Go through the material below line by line and count those containing "encountered". Write the count and nothing more.

*** DATA PROVIDED ***

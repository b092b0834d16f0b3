// src/retry.rs
//
// Retry policies, provider error classification and backend detection.

use std::fmt::Debug;
use std::sync::Arc;
use std::time::Duration;

use once_cell::sync::Lazy;
use rand::Rng;
use regex::Regex;

use crate::constants::{DEFAULT_MAX_RETRY_ATTEMPTS, DEFAULT_RETRY_SCALE_FACTOR, MAX_RETRY_BACKOFF};
use crate::error::ErrorDetail;

/// Pluggable retry policy, consulted with the number of retries already made.
pub trait RetryStrategy: Send + Sync + Debug {
    fn should_retry(&self, detail: &ErrorDetail, attempted_retries: u32) -> bool;
    fn delay_before_retry(&self, detail: &ErrorDetail, attempted_retries: u32) -> Duration;
}

/// Bounded exponential backoff: no delay before the first retry, then
/// `25ms * 2^n`.  Only errors flagged retryable are retried.
#[derive(Debug, Clone)]
pub struct AwsDefaultRetryStrategy {
    pub max_attempts: u32,
    pub scale_factor: Duration,
}

impl Default for AwsDefaultRetryStrategy {
    fn default() -> Self {
        Self {
            max_attempts: DEFAULT_MAX_RETRY_ATTEMPTS,
            scale_factor: DEFAULT_RETRY_SCALE_FACTOR,
        }
    }
}

impl AwsDefaultRetryStrategy {
    pub fn new(max_attempts: u32) -> Self {
        Self { max_attempts, ..Default::default() }
    }
}

impl RetryStrategy for AwsDefaultRetryStrategy {
    fn should_retry(&self, detail: &ErrorDetail, attempted_retries: u32) -> bool {
        attempted_retries < self.max_attempts && is_retryable(detail)
    }

    fn delay_before_retry(&self, _detail: &ErrorDetail, attempted_retries: u32) -> Duration {
        if attempted_retries == 0 {
            return Duration::ZERO;
        }
        let factor = 1u32.checked_shl(attempted_retries.min(20)).unwrap_or(u32::MAX);
        self.scale_factor.saturating_mul(factor)
    }
}

/// Randomised exponential backoff with a cap, counting the first attempt
/// against `max_attempts`.
#[derive(Debug, Clone)]
pub struct AwsStandardRetryStrategy {
    pub max_attempts: u32,
    pub base_delay: Duration,
    pub max_backoff: Duration,
}

impl Default for AwsStandardRetryStrategy {
    fn default() -> Self {
        Self {
            max_attempts: 3,
            base_delay: DEFAULT_RETRY_SCALE_FACTOR,
            max_backoff: MAX_RETRY_BACKOFF,
        }
    }
}

impl AwsStandardRetryStrategy {
    pub fn new(max_attempts: u32) -> Self {
        Self { max_attempts, ..Default::default() }
    }
}

impl RetryStrategy for AwsStandardRetryStrategy {
    fn should_retry(&self, detail: &ErrorDetail, attempted_retries: u32) -> bool {
        attempted_retries + 1 < self.max_attempts && is_retryable(detail)
    }

    fn delay_before_retry(&self, _detail: &ErrorDetail, attempted_retries: u32) -> Duration {
        let factor = 1u32.checked_shl(attempted_retries.min(20)).unwrap_or(u32::MAX);
        let ceiling = self.base_delay.saturating_mul(factor).min(self.max_backoff);
        let jitter: f64 = rand::rng().random_range(0.0..=1.0);
        ceiling.mul_f64(jitter)
    }
}

pub fn default_retry_strategy() -> Arc<dyn RetryStrategy> {
    Arc::new(AwsDefaultRetryStrategy::default())
}

// -----------------------------------------------------------------------------
// Error classification
// -----------------------------------------------------------------------------

const NOT_FOUND_CODES: &[&str] = &["NoSuchKey", "NoSuchBucket", "NoSuchUpload", "NotFound", "ResourceNotFound"];
const ALREADY_EXISTS_CODES: &[&str] = &["BucketAlreadyExists", "BucketAlreadyOwnedByYou"];
const THROTTLING_CODES: &[&str] = &[
    "SlowDown",
    "Throttling",
    "ThrottlingException",
    "RequestLimitExceeded",
    "RequestTimeout",
    "RequestTimeTooSkewed",
    "InternalError",
    "ServiceUnavailable",
];

fn code_in(detail: &ErrorDetail, codes: &[&str]) -> bool {
    [detail.code.as_deref(), detail.exception_name.as_deref()]
        .into_iter()
        .flatten()
        .any(|c| codes.contains(&c))
}

pub fn is_not_found(detail: &ErrorDetail) -> bool {
    detail.http_status == Some(404) || code_in(detail, NOT_FOUND_CODES)
}

pub fn is_already_exists(detail: &ErrorDetail) -> bool {
    code_in(detail, ALREADY_EXISTS_CODES)
}

/// Transient per the transport, a throttling/internal code, or a 5xx status.
pub fn is_retryable(detail: &ErrorDetail) -> bool {
    detail.retryable
        || code_in(detail, THROTTLING_CODES)
        || detail.http_status.is_some_and(|s| s >= 500 || s == 429)
}

// -----------------------------------------------------------------------------
// Backend detection
// -----------------------------------------------------------------------------

/// Object-store implementation behind the endpoint, as far as it matters for quirks.
#[derive(Debug, Clone, Copy, PartialEq, Eq)]
pub enum Backend {
    Amazon,
    Minio,
    Other,
}

/// Detect the backend from the `Server` header carried by an error response.
pub fn detect_backend(detail: &ErrorDetail) -> Backend {
    match detail.server.as_deref() {
        Some(s) if s.starts_with("AmazonS3") => Backend::Amazon,
        Some(s) if s.starts_with("MinIO") => Backend::Minio,
        _ => Backend::Other,
    }
}

// -----------------------------------------------------------------------------
// Errors embedded in 200 OK bodies
// -----------------------------------------------------------------------------

static ROOT_ELEMENT: Lazy<Regex> = Lazy::new(|| {
    Regex::new(r"^\s*(?:<\?xml[^>]*\?>\s*)?<([A-Za-z_][\w.:-]*)").expect("valid root regex")
});
static ERROR_CHILD: Lazy<Regex> = Lazy::new(|| Regex::new(r"<Errors?[\s/>]").expect("valid child regex"));
static CODE: Lazy<Regex> = Lazy::new(|| Regex::new(r"(?s)<Code>(.*?)</Code>").expect("valid code regex"));
static MESSAGE: Lazy<Regex> =
    Lazy::new(|| Regex::new(r"(?s)<Message>(.*?)</Message>").expect("valid message regex"));

/// Inspect a successful CompleteMultipartUpload body for an embedded error.
///
/// A body whose root is not `CompleteMultipartUploadResult`, or which has an
/// `Error`/`Errors` child, is an error.  Unparseable bodies are accepted.
pub fn parse_embedded_error(body: &[u8]) -> Option<ErrorDetail> {
    let text = std::str::from_utf8(body).ok()?;
    let root = ROOT_ELEMENT.captures(text)?.get(1)?.as_str();
    let after_root = &text[text.find(root).map(|i| i + root.len()).unwrap_or(0)..];
    if root == "CompleteMultipartUploadResult" && !ERROR_CHILD.is_match(after_root) {
        return None;
    }
    let code = CODE
        .captures(text)
        .and_then(|c| c.get(1))
        .map(|m| m.as_str().trim().to_string())
        .unwrap_or_else(|| root.to_string());
    let message = MESSAGE
        .captures(text)
        .and_then(|c| c.get(1))
        .map(|m| m.as_str().trim().to_string())
        .unwrap_or_default();
    Some(ErrorDetail {
        exception_name: Some(code.clone()),
        code: Some(code),
        message: Some(message),
        // Reported as a server error so the retry policy sees it as transient.
        http_status: Some(500),
        server: None,
        retryable: true,
    })
}

#[cfg(test)]
mod tests {
    use super::*;

    #[test]
    fn default_strategy_backoff() {
        let s = AwsDefaultRetryStrategy::default();
        let e = ErrorDetail::new("InternalError", "x").with_status(500);
        assert_eq!(s.delay_before_retry(&e, 0), Duration::ZERO);
        assert_eq!(s.delay_before_retry(&e, 1), Duration::from_millis(50));
        assert_eq!(s.delay_before_retry(&e, 3), Duration::from_millis(200));
        assert!(s.should_retry(&e, 0));
        assert!(s.should_retry(&e, 9));
        assert!(!s.should_retry(&e, 10));
        assert!(!s.should_retry(&ErrorDetail::new("AccessDenied", "no").with_status(403), 0));
    }

    #[test]
    fn standard_strategy_is_capped() {
        let s = AwsStandardRetryStrategy::new(3);
        let e = ErrorDetail::new("SlowDown", "x").with_status(503);
        assert!(s.should_retry(&e, 0));
        assert!(s.should_retry(&e, 1));
        assert!(!s.should_retry(&e, 2));
        for n in 0..30 {
            assert!(s.delay_before_retry(&e, n) <= MAX_RETRY_BACKOFF);
        }
    }

    #[test]
    fn classification() {
        assert!(is_not_found(&ErrorDetail::new("NoSuchKey", "")));
        assert!(is_not_found(&ErrorDetail::default().with_status(404)));
        assert!(!is_not_found(&ErrorDetail::new("AccessDenied", "").with_status(403)));
        assert!(is_already_exists(&ErrorDetail::new("BucketAlreadyOwnedByYou", "")));
    }

    #[test]
    fn backend_from_server_header() {
        let e = ErrorDetail::default();
        assert_eq!(detect_backend(&e), Backend::Other);
        assert_eq!(detect_backend(&e.clone().with_server("AmazonS3")), Backend::Amazon);
        assert_eq!(detect_backend(&e.clone().with_server("MinIO")), Backend::Minio);
        assert_eq!(detect_backend(&e.with_server("nginx")), Backend::Other);
    }

    #[test]
    fn embedded_error_detection() {
        let ok = br#"<?xml version="1.0" encoding="UTF-8"?>
<CompleteMultipartUploadResult><Bucket>b</Bucket><Key>k</Key><ETag>"x"</ETag></CompleteMultipartUploadResult>"#;
        assert!(parse_embedded_error(ok).is_none());
        assert!(parse_embedded_error(b"").is_none());

        let err = br#"<?xml version="1.0" encoding="UTF-8"?>
<Error><Code>InternalError</Code><Message>We encountered an internal error. Please try again.</Message></Error>"#;
        let detail = parse_embedded_error(err).unwrap();
        assert_eq!(detail.code.as_deref(), Some("InternalError"));
        assert!(detail.message.as_deref().unwrap().starts_with("We encountered"));
        assert!(is_retryable(&detail));

        let nested = br#"<CompleteMultipartUploadResult><Error><Code>SlowDown</Code></Error></CompleteMultipartUploadResult>"#;
        assert_eq!(parse_embedded_error(nested).unwrap().code.as_deref(), Some("SlowDown"));
    }
}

*** End of DATA PROVIDED ***

▶ REPLY
2